No issue is more central to that conflict than whether this world should embrace a Jewish State in the strong sense of that term, a state that is permitted to maintain immigration restrictions that favor Jews over Arabs in order to keep a stable Jewish majority. For much of the peace movement, such a state is reminiscent of a pre-modern mentality. Discriminatory, nationalist, racist, unjust … the list goes on. But whatever derogatory words you want to use in that context won’t change my views. Not only do I remain a Zionist, but I remain a Zionist who recognizes that due to Arab/Jewish demographics, discriminatory immigration laws are part of the deal.

Frankly, I don’t know how a person can spend much time contemplating the Holocaust specifically and Jewish history generally and not develop a strong sympathy for Zionism. But I also can understand why some of my Palestinian friends, steeped as they are in the history of their own people, have been so impassioned against having a Jewish state with discriminatory immigration legislation occupying so much of their own homeland. That is another way of saying that both peoples have legitimate claims to the land. What Palestinians and peaceniks need to appreciate is that Zionism isn’t going to disappear with the generation who experienced the ovens. The children of the survivors, and their children, and their own children owe it to our ancestors to make sure that there is a place free of anti-Jewish genocide, where those Jews who are persecuted elsewhere in the world can seek refuge. But even more importantly, we who have survived centuries of discrimination owe to the world our support for a civilization that has been built primarily on Jewish values, Jewish aesthetics, and Jewish customs.
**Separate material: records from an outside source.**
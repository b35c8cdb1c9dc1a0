//! Error handling for the booklist HTTP layer

use axum::{
    http::{header, StatusCode},
    response::{IntoResponse, Response},
    Json,
};
use serde::Serialize;
use thiserror::Error;
use time::{format_description::well_known::Rfc3339, OffsetDateTime};
use uuid::Uuid;

/// Standard error response format for all HTTP errors
#[derive(Debug, Serialize)]
pub struct ErrorBody {
    pub details: Vec<serde_json::Value>,
    pub message: String,
    pub code: String,
    pub trace_id: String,
    pub timestamp: String,
}

#[derive(Debug, Serialize)]
struct ErrorEnvelope {
    error: ErrorBody,
}

/// Application error types that map to HTTP responses
#[derive(Error, Debug)]
pub enum AppError {
    #[error("validation error: {message}")]
    Validation {
        details: Vec<serde_json::Value>,
        code: String,
        message: String,
    },

    #[error("not found: {message}")]
    NotFound { message: String, code: String },

    #[error("bad request: {message}")]
    BadRequest { message: String, code: String },

    #[error("method not allowed: {message}")]
    MethodNotAllowed { message: String, code: String },

    #[error("request timeout: {message}")]
    RequestTimeout { message: String, code: String },

    #[error("unsupported media type: {message}")]
    UnsupportedMediaType { message: String, code: String },

    #[error(transparent)]
    Internal(#[from] anyhow::Error),
}

impl AppError {
    /// Create a validation error
    pub fn validation(details: Vec<serde_json::Value>, message: impl Into<String>) -> Self {
        Self::Validation {
            details,
            code: "validation_error".to_string(),
            message: message.into(),
        }
    }

    /// Create a not found error
    pub fn not_found(message: impl Into<String>) -> Self {
        Self::NotFound {
            message: message.into(),
            code: "not_found".to_string(),
        }
    }

    /// Create a bad request error
    pub fn bad_request(message: impl Into<String>) -> Self {
        Self::BadRequest {
            message: message.into(),
            code: "bad_request".to_string(),
        }
    }

    pub fn method_not_allowed(message: impl Into<String>) -> Self {
        Self::MethodNotAllowed {
            message: message.into(),
            code: "method_not_allowed".to_string(),
        }
    }

    pub fn request_timeout(message: impl Into<String>) -> Self {
        Self::RequestTimeout {
            message: message.into(),
            code: "request_timeout".to_string(),
        }
    }

    /// Create an error for a request body sent with the wrong content type
    pub fn unsupported_media_type(message: impl Into<String>) -> Self {
        Self::UnsupportedMediaType {
            message: message.into(),
            code: "unsupported_media_type".to_string(),
        }
    }

    /// Wrap any error as an internal server error
    pub fn internal<E>(error: E) -> Self
    where
        E: std::error::Error + Send + Sync + 'static,
    {
        Self::Internal(anyhow::Error::new(error))
    }
}

impl IntoResponse for AppError {
    fn into_response(self) -> Response {
        let error_id = Uuid::new_v4();
        let timestamp = OffsetDateTime::now_utc()
            .format(&Rfc3339)
            .unwrap_or_else(|_| OffsetDateTime::now_utc().to_string());

        let (status, error_code, message, details) = match self {
            AppError::Validation {
                details,
                code,
                message,
            } => (StatusCode::UNPROCESSABLE_ENTITY, code, message, details),
            AppError::NotFound { message, code } => {
                (StatusCode::NOT_FOUND, code, message, Vec::new())
            }
            AppError::BadRequest { message, code } => {
                (StatusCode::BAD_REQUEST, code, message, Vec::new())
            }
            AppError::MethodNotAllowed { message, code } => {
                (StatusCode::METHOD_NOT_ALLOWED, code, message, Vec::new())
            }
            AppError::RequestTimeout { message, code } => {
                (StatusCode::REQUEST_TIMEOUT, code, message, Vec::new())
            }
            AppError::UnsupportedMediaType { message, code } => {
                (StatusCode::UNSUPPORTED_MEDIA_TYPE, code, message, Vec::new())
            }
            AppError::Internal(e) => (
                StatusCode::INTERNAL_SERVER_ERROR,
                "internal_error".to_string(),
                format!("{e:#}"),
                Vec::new(),
            ),
        };

        if status.is_server_error() {
            tracing::error!(
                error_id = %error_id,
                error_code = %error_code,
                status_code = %status.as_u16(),
                error = %message,
                "Request error"
            );
        } else {
            tracing::warn!(
                error_id = %error_id,
                error_code = %error_code,
                status_code = %status.as_u16(),
                "Request error"
            );
        }

        // Release builds hide internal error details
        let message = if cfg!(not(debug_assertions)) && status == StatusCode::INTERNAL_SERVER_ERROR
        {
            "An internal server error occurred".to_string()
        } else {
            message
        };

        let envelope = ErrorEnvelope {
            error: ErrorBody {
                details,
                message,
                code: error_code,
                trace_id: error_id.to_string(),
                timestamp,
            },
        };

        (status, Json(envelope)).into_response()
    }
}

/// Response mapper that puts bodiless router and middleware errors
/// (method mismatch, request timeout) into the standard envelope.
pub async fn envelope_bare_errors(response: Response) -> Response {
    if response.headers().contains_key(header::CONTENT_TYPE) {
        return response;
    }

    let error = match response.status() {
        StatusCode::METHOD_NOT_ALLOWED => {
            AppError::method_not_allowed("method is not allowed for this route")
        }
        StatusCode::REQUEST_TIMEOUT => AppError::request_timeout("request did not complete in time"),
        _ => return response,
    };

    let allow = response.headers().get(header::ALLOW).cloned();
    let mut enveloped = error.into_response();
    if let Some(allow) = allow {
        enveloped.headers_mut().insert(header::ALLOW, allow);
    }
    enveloped
}

#[cfg(test)]
mod tests {
    use super::*;
    use axum::body::to_bytes;
    use axum::http::StatusCode;

    async fn body_json(response: Response) -> serde_json::Value {
        let bytes = to_bytes(response.into_body(), usize::MAX).await.unwrap();
        serde_json::from_slice(&bytes).unwrap()
    }

    #[test]
    fn test_validation_error() {
        let details = vec![serde_json::json!({"field": "id", "error": "invalid_object_id"})];
        let error = AppError::validation(details.clone(), "Validation failed");

        match error {
            AppError::Validation {
                details: d,
                code,
                message,
            } => {
                assert_eq!(d, details);
                assert_eq!(code, "validation_error");
                assert_eq!(message, "Validation failed");
            }
            _ => panic!("Expected Validation error"),
        }
    }

    #[test]
    fn test_error_response_mapping() {
        let error = AppError::not_found("Resource not found");
        let response = error.into_response();
        assert_eq!(response.status(), StatusCode::NOT_FOUND);

        let response = AppError::bad_request("nope").into_response();
        assert_eq!(response.status(), StatusCode::BAD_REQUEST);
    }

    #[test]
    fn test_internal_error_mapping() {
        let internal_error = anyhow::anyhow!("Database connection failed");
        let error = AppError::Internal(internal_error);
        let response = error.into_response();
        assert_eq!(response.status(), StatusCode::INTERNAL_SERVER_ERROR);

        let io = std::io::Error::new(std::io::ErrorKind::TimedOut, "slow");
        let response = AppError::internal(io).into_response();
        assert_eq!(response.status(), StatusCode::INTERNAL_SERVER_ERROR);
    }

    #[tokio::test]
    async fn test_error_response_format() {
        let details = vec![serde_json::json!({"field": "id", "error": "invalid_object_id"})];
        let response = AppError::validation(details, "bad id").into_response();
        assert_eq!(response.status(), StatusCode::UNPROCESSABLE_ENTITY);

        let body = body_json(response).await;
        let error = &body["error"];
        assert_eq!(error["code"], "validation_error");
        assert_eq!(error["message"], "bad id");
        assert_eq!(error["details"][0]["field"], "id");
        assert!(Uuid::parse_str(error["trace_id"].as_str().unwrap()).is_ok());
        assert!(OffsetDateTime::parse(error["timestamp"].as_str().unwrap(), &Rfc3339).is_ok());
    }

    #[tokio::test]
    async fn test_not_found_has_empty_details() {
        let body = body_json(AppError::not_found("missing").into_response()).await;
        assert_eq!(body["error"]["code"], "not_found");
        assert_eq!(body["error"]["details"], serde_json::json!([]));
    }

    #[tokio::test]
    async fn test_unsupported_media_type_envelope() {
        let response = AppError::unsupported_media_type("expected application/json").into_response();
        assert_eq!(response.status(), StatusCode::UNSUPPORTED_MEDIA_TYPE);

        let body = body_json(response).await;
        assert_eq!(body["error"]["code"], "unsupported_media_type");
        assert_eq!(body["error"]["message"], "expected application/json");
    }

    #[tokio::test]
    async fn test_bare_method_not_allowed_is_enveloped() {
        let bare = axum::http::Response::builder()
            .status(StatusCode::METHOD_NOT_ALLOWED)
            .header(header::ALLOW, "GET,HEAD")
            .body(axum::body::Body::empty())
            .unwrap();

        let response = envelope_bare_errors(bare).await;
        assert_eq!(response.status(), StatusCode::METHOD_NOT_ALLOWED);
        assert_eq!(response.headers()[header::ALLOW], "GET,HEAD");
        assert_eq!(body_json(response).await["error"]["code"], "method_not_allowed");
    }

    #[tokio::test]
    async fn test_enveloped_responses_pass_through() {
        let response = envelope_bare_errors(AppError::not_found("gone").into_response()).await;
        assert_eq!(response.status(), StatusCode::NOT_FOUND);
        assert_eq!(body_json(response).await["error"]["code"], "not_found");

        let empty = envelope_bare_errors(StatusCode::NO_CONTENT.into_response()).await;
        assert_eq!(empty.status(), StatusCode::NO_CONTENT);
    }
}
use async_trait::async_trait;
use mongodb::bson::oid::ObjectId;
use tokio::sync::RwLock;

use super::{parse_book_id, record, BookStore, BookStoreError, Operation};
use crate::modules::books::models::{
    BookListing, CreateBookListing, DeleteConfirmation, NewBookDocument, StoredBookDocument,
    UpdateBookListing,
};
use crate::utils::unix_timestamp_now;

/// [`BookStore`] keeping listings in process, in insertion order.
#[derive(Debug, Default)]
pub struct InMemoryBookStore {
    books: RwLock<Vec<StoredBookDocument>>,
}

impl InMemoryBookStore {
    pub fn new() -> Self {
        Self::default()
    }

    async fn find_by_id(&self, id: &str) -> Result<BookListing, BookStoreError> {
        let object_id = parse_book_id(id)?;
        let books = self.books.read().await;
        books
            .iter()
            .find(|book| book.id == object_id)
            .cloned()
            .map(BookListing::from)
            .ok_or_else(|| BookStoreError::NotFound { id: id.to_string() })
    }

    async fn collect_matching<P>(&self, predicate: P) -> Vec<BookListing>
    where
        P: Fn(&StoredBookDocument) -> bool,
    {
        let books = self.books.read().await;
        books
            .iter()
            .filter(|book| predicate(book))
            .cloned()
            .map(BookListing::from)
            .collect()
    }

    async fn insert(&self, input: CreateBookListing) -> BookListing {
        let document = NewBookDocument::new(input, unix_timestamp_now());
        let stored = document.into_stored(ObjectId::new());
        self.books.write().await.push(stored.clone());
        stored.into()
    }

    async fn find_and_update(
        &self,
        id: &str,
        input: UpdateBookListing,
    ) -> Result<BookListing, BookStoreError> {
        let object_id = parse_book_id(id)?;
        let now = unix_timestamp_now();

        let mut books = self.books.write().await;
        let book = books
            .iter_mut()
            .find(|book| book.id == object_id)
            .ok_or_else(|| BookStoreError::NotFound { id: id.to_string() })?;
        input.apply_to(book, now);
        Ok(book.clone().into())
    }

    async fn delete_one(&self, id: &str) -> Result<DeleteConfirmation, BookStoreError> {
        let object_id = parse_book_id(id)?;

        let mut books = self.books.write().await;
        let deleted_count = match books.iter().position(|book| book.id == object_id) {
            Some(index) => {
                books.remove(index);
                1
            }
            None => 0,
        };

        Ok(DeleteConfirmation {
            deleted_book_id: id.to_string(),
            deleted_count,
        })
    }
}

#[async_trait]
impl BookStore for InMemoryBookStore {
    async fn get_by_id(&self, id: &str) -> Result<BookListing, BookStoreError> {
        record(Operation::GetBook, Some(id), self.find_by_id(id).await)
    }

    async fn get_all(&self) -> Result<Vec<BookListing>, BookStoreError> {
        let books = self.collect_matching(|_| true).await;
        record(Operation::GetBooks, None, Ok(books))
    }

    async fn get_by_author(&self, author: &str) -> Result<Vec<BookListing>, BookStoreError> {
        let books = self.collect_matching(|book| book.author == author).await;
        record(Operation::GetBooksByAuthor, None, Ok(books))
    }

    async fn create(&self, input: CreateBookListing) -> Result<BookListing, BookStoreError> {
        let listing = self.insert(input).await;
        let id = listing.id.clone();
        record(Operation::CreateBook, Some(&id), Ok(listing))
    }

    async fn update(
        &self,
        id: &str,
        input: UpdateBookListing,
    ) -> Result<BookListing, BookStoreError> {
        record(
            Operation::UpdateBook,
            Some(id),
            self.find_and_update(id, input).await,
        )
    }

    async fn delete_by_id(&self, id: &str) -> Result<DeleteConfirmation, BookStoreError> {
        record(Operation::DeleteBook, Some(id), self.delete_one(id).await)
    }
}

#[cfg(test)]
mod tests {
    use super::*;
    use crate::modules::books::store::contract;

    #[tokio::test]
    async fn create_then_get_round_trips() {
        contract::create_then_get_round_trips(&InMemoryBookStore::new()).await;
    }

    #[tokio::test]
    async fn update_changes_only_given_fields() {
        contract::update_changes_only_given_fields(&InMemoryBookStore::new()).await;
    }

    #[tokio::test]
    async fn delete_then_get_is_not_found() {
        contract::delete_then_get_is_not_found(&InMemoryBookStore::new()).await;
    }

    #[tokio::test]
    async fn author_filter_is_exact() {
        contract::author_filter_is_exact(&InMemoryBookStore::new()).await;
    }

    #[tokio::test]
    async fn missing_and_malformed_ids() {
        contract::missing_and_malformed_ids(&InMemoryBookStore::new()).await;
    }

    #[tokio::test]
    async fn get_all_keeps_insertion_order() {
        let store = InMemoryBookStore::new();
        let first = store.create(contract::dune()).await.unwrap();
        let second = store.create(contract::dune()).await.unwrap();

        let ids: Vec<_> = store
            .get_all()
            .await
            .unwrap()
            .into_iter()
            .map(|book| book.id)
            .collect();
        assert_eq!(ids, vec![first.id, second.id]);
    }

    #[tokio::test]
    async fn empty_store_lists_nothing() {
        let store = InMemoryBookStore::new();
        assert!(store.get_all().await.unwrap().is_empty());
        assert!(store.get_by_author("Herbert").await.unwrap().is_empty());
    }
}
I celebrate the Gazan’s words because I appreciate that he is not asking Jews to avoid learning the lessons of the Holocaust or of Jewish history generally. He is merely saying that extensive dialogues about such lessons can sidetrack peacemakers from our essential mission: identifying the road ahead. That road is paved with an understanding of the future wants and needs of both the Jewish and Palestinian peoples. Specifically, we must help the two people’s focus on their legitimate needs, and help them jettison any other unnecessary wants. It’s no easy task. But it can be achieved, as long as we keep our eyes on the ball and remember that it is bouncing toward the future, not the past.